I had another session with my therapist today. She always asks me how I’m feeling right at first, but instead of saying “I’m good” or whatever, I get to tell her how I’m actually feeling. This is a nice change, but it always leads to me breaking down into tears.

I started telling her how I usually feel good about life until one small thing makes me second guess myself. For example, I’m excited about going into teaching, but if someone tells me that I said something that went over the head of their kid, I start thinking I shouldn’t go into education. Or, if I don’t get a travel grant, or my paper still doesn’t have a reviewer assigned (after two weeks!), I feel like I suck ass at research.

Basically, my confidence in my abilities – or my core self – is very fragile. I do okay until I get a tiny bit of criticism – or even a lack of positive feedback – and then I crumble.

As therapists do, she asked me to think back to my childhood and figure out what might have started this pattern. I thought about it for a while, and then told her that I was never really criticized as a kid, but things weren’t really celebrated either. Getting a good grade, getting into university or graduating wasn’t made to be a big deal – it was just a normal thing that most of my friends were doing. There wasn’t even much fuss made when I got my masters, when I got into a PhD program, or when I totally kicked butt on the comprehensive exam.

So, although I haven’t been getting negative feedback, I never really got any positive feedback either. I never had the opportunity to build up my confidence because nothing really seemed that important, extraordinary, or worth celebrating. This is one of the reasons why I need to hear that I’m doing well from other people – otherwise I have no idea. I have no ability to judge my own levels of success.

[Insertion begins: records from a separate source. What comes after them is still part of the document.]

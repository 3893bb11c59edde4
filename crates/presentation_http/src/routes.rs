//! Route definitions

use axum::{
    Router,
    http::{HeaderValue, Method},
    routing::get,
};
use infrastructure::ServerConfig;
use tower_http::{
    cors::{Any, CorsLayer},
    limit::RequestBodyLimitLayer,
    trace::TraceLayer,
};

use crate::{handlers, middleware::RequestIdLayer, openapi, state::AppState};

/// Create the router with all routes
pub fn create_router(state: AppState) -> Router {
    Router::new()
        // Health
        .route("/health", get(handlers::health::health_check))
        // Catalog items
        .route(
            "/items",
            get(handlers::items::list_items).post(handlers::items::create_item),
        )
        .route(
            "/items/{id}",
            get(handlers::items::get_item)
                .put(handlers::items::update_item)
                .delete(handlers::items::delete_item),
        )
        // Fault injection
        .route("/chaos/stats", get(handlers::chaos::chaos_stats))
        // OpenAPI documentation
        .merge(openapi::create_openapi_routes())
        .with_state(state)
}

/// CORS policy for the configured origins; empty means any origin
pub fn cors_layer(allowed_origins: &[String]) -> CorsLayer {
    if allowed_origins.is_empty() {
        return CorsLayer::new()
            .allow_origin(Any)
            .allow_methods(Any)
            .allow_headers(Any);
    }
    let origins: Vec<HeaderValue> = allowed_origins
        .iter()
        .filter_map(|o| o.parse().ok())
        .collect();
    CorsLayer::new()
        .allow_origin(origins)
        .allow_methods([Method::GET, Method::POST, Method::PUT, Method::DELETE])
        .allow_headers(Any)
}

/// Router plus the standard middleware stack
///
/// The request id layer is outermost so that trace spans carry the id.
pub fn create_app(state: AppState, server: &ServerConfig) -> Router {
    create_router(state)
        .layer(RequestBodyLimitLayer::new(server.max_body_size_json_bytes))
        .layer(cors_layer(&server.allowed_origins))
        .layer(TraceLayer::new_for_http())
        .layer(RequestIdLayer::new())
}
//! Domain-level errors

use thiserror::Error;

/// Errors that can occur in the domain layer
#[derive(Debug, Error)]
pub enum DomainError {
    /// Entity not found
    #[error("{entity_type} not found: {id}")]
    NotFound { entity_type: String, id: String },

    /// Validation failed
    #[error("Validation failed: {0}")]
    ValidationError(String),
}

impl DomainError {
    /// Create a not found error
    pub fn not_found(entity_type: impl Into<String>, id: impl Into<String>) -> Self {
        Self::NotFound {
            entity_type: entity_type.into(),
            id: id.into(),
        }
    }
}

#[cfg(test)]
mod tests {
    use super::*;

    #[test]
    fn not_found_creates_correct_error() {
        let err = DomainError::not_found("Item", "123");
        match err {
            DomainError::NotFound { entity_type, id } => {
                assert_eq!(entity_type, "Item");
                assert_eq!(id, "123");
            },
            DomainError::ValidationError(_) => unreachable!("Expected NotFound error"),
        }
    }

    #[test]
    fn not_found_error_message_is_correct() {
        let err = DomainError::not_found("Item", "123");
        assert_eq!(err.to_string(), "Item not found: 123");
    }

    #[test]
    fn validation_error_message() {
        let err = DomainError::ValidationError("name is required".to_string());
        assert_eq!(err.to_string(), "Validation failed: name is required");
    }
}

She asked me what percentage of people get their PhDs – it’s about 1% in North America. If you count the whole world, it’s probably 1/1000 or 1/10,000. The average IQ of PhDs is 135. PhDs are special people. I still don’t think of myself that way, but I think I should start trying.

I see a lot of other PhDs that feel the same way (both in the blog world and offline) – that we’re regular people who just lucked out, or are fooling everyone. We tend to look down on ourselves because we compare ourselves to incredibly sucessful/smart PIs/post-docs/other grad students. What we don’t realize is, even if we are the “middle of the road” in academia, it still makes us pretty special. It’s time we actually admit to the world that maybe we do have some sort of talent and intelligence.

I need to start celebrating the sucesses in my life instead of passing them off as “normal” or things “everyone else” does…even if it’s normal in the academic world, it’s extraordinary when you look at the big picture.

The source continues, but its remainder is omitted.